DATASET RECORDS:

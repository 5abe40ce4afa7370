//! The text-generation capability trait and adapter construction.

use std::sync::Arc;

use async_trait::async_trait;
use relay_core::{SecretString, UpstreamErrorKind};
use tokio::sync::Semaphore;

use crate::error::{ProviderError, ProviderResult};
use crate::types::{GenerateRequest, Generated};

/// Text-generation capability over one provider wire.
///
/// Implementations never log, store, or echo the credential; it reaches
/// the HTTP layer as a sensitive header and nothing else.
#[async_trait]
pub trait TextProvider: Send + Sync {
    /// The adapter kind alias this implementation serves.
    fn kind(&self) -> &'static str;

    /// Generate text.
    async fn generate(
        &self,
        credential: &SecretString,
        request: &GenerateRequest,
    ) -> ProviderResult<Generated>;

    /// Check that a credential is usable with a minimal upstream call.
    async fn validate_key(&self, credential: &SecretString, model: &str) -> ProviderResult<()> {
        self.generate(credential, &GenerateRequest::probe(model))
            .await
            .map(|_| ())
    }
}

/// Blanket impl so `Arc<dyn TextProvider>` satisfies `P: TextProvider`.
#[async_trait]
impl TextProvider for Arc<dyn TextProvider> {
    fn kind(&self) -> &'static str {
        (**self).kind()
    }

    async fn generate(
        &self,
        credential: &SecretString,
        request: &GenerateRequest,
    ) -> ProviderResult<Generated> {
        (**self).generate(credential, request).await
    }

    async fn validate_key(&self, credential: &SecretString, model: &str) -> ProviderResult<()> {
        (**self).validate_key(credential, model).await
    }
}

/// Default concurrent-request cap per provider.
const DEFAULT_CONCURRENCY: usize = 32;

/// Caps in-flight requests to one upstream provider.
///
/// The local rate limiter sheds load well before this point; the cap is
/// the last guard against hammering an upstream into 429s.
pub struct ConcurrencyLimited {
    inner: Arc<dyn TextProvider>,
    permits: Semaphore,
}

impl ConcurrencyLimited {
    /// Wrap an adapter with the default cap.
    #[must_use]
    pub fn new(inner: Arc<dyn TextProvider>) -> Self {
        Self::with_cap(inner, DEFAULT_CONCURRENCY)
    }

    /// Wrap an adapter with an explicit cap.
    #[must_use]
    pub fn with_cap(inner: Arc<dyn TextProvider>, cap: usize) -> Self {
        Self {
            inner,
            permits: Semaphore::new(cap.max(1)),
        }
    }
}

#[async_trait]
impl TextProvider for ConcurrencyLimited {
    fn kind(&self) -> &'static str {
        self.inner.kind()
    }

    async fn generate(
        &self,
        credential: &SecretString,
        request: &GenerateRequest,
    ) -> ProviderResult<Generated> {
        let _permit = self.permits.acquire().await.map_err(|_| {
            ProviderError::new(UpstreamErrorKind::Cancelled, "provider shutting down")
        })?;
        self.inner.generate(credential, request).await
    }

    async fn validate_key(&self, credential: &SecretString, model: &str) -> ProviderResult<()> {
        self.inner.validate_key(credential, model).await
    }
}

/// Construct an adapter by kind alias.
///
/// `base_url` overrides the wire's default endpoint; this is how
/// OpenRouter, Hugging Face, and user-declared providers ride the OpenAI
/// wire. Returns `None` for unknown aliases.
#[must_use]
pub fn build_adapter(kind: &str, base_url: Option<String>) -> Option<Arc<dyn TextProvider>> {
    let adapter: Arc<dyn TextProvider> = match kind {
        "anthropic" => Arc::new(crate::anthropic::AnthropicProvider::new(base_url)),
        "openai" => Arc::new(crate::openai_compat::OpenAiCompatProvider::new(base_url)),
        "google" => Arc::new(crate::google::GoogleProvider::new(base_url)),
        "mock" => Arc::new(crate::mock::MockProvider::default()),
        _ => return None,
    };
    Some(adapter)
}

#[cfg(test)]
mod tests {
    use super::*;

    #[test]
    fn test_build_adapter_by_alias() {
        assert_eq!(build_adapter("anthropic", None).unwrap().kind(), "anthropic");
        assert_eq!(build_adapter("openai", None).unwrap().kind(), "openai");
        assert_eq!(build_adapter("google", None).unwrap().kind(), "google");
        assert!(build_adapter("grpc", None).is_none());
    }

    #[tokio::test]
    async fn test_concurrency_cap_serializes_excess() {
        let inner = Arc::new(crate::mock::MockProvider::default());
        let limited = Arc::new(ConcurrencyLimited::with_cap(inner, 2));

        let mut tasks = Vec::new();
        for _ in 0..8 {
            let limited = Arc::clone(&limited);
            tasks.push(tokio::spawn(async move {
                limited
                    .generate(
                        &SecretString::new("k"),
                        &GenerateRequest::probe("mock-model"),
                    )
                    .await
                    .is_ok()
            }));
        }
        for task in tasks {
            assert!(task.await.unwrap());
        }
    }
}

EXERCISE OBJECTIVE: Count the lines of the material that include the word "Semaphore", then state only the total.

ANSWER SPACE: 3